--- DATA FOR ANALYSIS ---

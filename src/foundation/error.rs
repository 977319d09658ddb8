pub type PinscrubResult<T> = Result<T, PinscrubError>;

#[derive(thiserror::Error, Debug)]
pub enum PinscrubError {
    #[error("validation error: {0}")]
    Validation(String),

    #[error("playback error: {0}")]
    Playback(String),

    #[error(transparent)]
    Other(#[from] anyhow::Error),
}

impl PinscrubError {
    pub fn validation(msg: impl Into<String>) -> Self {
        Self::Validation(msg.into())
    }

    pub fn playback(msg: impl Into<String>) -> Self {
        Self::Playback(msg.into())
    }
}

---

● PROBLEM DESCRIPTION
This task calls for every entry above to be transcribed exactly.

● RESULT BELOW
filename src/foundation/error.rs
repository 977319d09658ddb8
pub type PinscrubResult<T> = Result<T, PinscrubError>;

#[derive(thiserror::Error, Debug)]
pub enum PinscrubError {
    #[error("validation error: {0}")]
    Validation(String),

    #[error("playback error: {0}")]
    Playback(String),

    #[error(transparent)]
    Other(#[from] anyhow::Error),
}

impl PinscrubError {
    pub fn validation(msg: impl Into<String>) -> Self {
        Self::Validation(msg.into())
    }

    pub fn playback(msg: impl Into<String>) -> Self {
        Self::Playback(msg.into())
    }
}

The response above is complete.